- [INSTRUCTIONS TO FOLLOW]
Copy every line of the data that includes the string "MeshShape".
----
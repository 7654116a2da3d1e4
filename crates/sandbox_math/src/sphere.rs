//! UV sphere geometry

use crate::{shape::{MeshShape, MeshVertex}, Vec3};
use std::f32::consts::{PI, TAU};

/// Default longitudinal segments, matching a typical scene-graph sphere
pub const DEFAULT_SEGMENTS: u32 = 32;
/// Default latitudinal rings
pub const DEFAULT_RINGS: u32 = 16;

/// A sphere tessellated along latitude/longitude lines
#[derive(Clone)]
pub struct UvSphere {
    radius: f32,
    vertices: Vec<MeshVertex>,
    indices: Vec<u32>,
}

impl UvSphere {
    /// Create a sphere with the default tessellation
    pub fn new(radius: f32) -> Self {
        Self::with_tessellation(radius, DEFAULT_SEGMENTS, DEFAULT_RINGS)
    }

    /// Create a sphere with explicit segment (around Y) and ring (pole to pole) counts
    pub fn with_tessellation(radius: f32, segments: u32, rings: u32) -> Self {
        let segments = segments.max(3);
        let rings = rings.max(2);

        let mut vertices = Vec::with_capacity(((segments + 1) * (rings + 1)) as usize);
        for ring in 0..=rings {
            let theta = ring as f32 / rings as f32 * PI;
            let (sin_t, cos_t) = theta.sin_cos();
            for seg in 0..=segments {
                let phi = seg as f32 / segments as f32 * TAU;
                let (sin_p, cos_p) = phi.sin_cos();
                let normal = Vec3::new(-cos_p * sin_t, cos_t, sin_p * sin_t);
                vertices.push(MeshVertex::new(normal * radius, normal));
            }
        }

        let stride = segments + 1;
        let mut indices = Vec::with_capacity((segments * rings * 6) as usize);
        for ring in 0..rings {
            for seg in 0..segments {
                let a = ring * stride + seg;
                let b = a + stride;
                let c = b + 1;
                let d = a + 1;
                // Degenerate triangles at the poles are skipped
                if ring != 0 {
                    indices.extend_from_slice(&[a, b, d]);
                }
                if ring != rings - 1 {
                    indices.extend_from_slice(&[d, b, c]);
                }
            }
        }

        Self {
            radius,
            vertices,
            indices,
        }
    }

    #[inline]
    pub fn radius(&self) -> f32 {
        self.radius
    }
}

impl MeshShape for UvSphere {
    fn vertices(&self) -> &[MeshVertex] {
        &self.vertices
    }

    fn indices(&self) -> &[u32] {
        &self.indices
    }
}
----
- [RESPONSE BOX]
use crate::{shape::{MeshShape, MeshVertex}, Vec3};
impl MeshShape for UvSphere {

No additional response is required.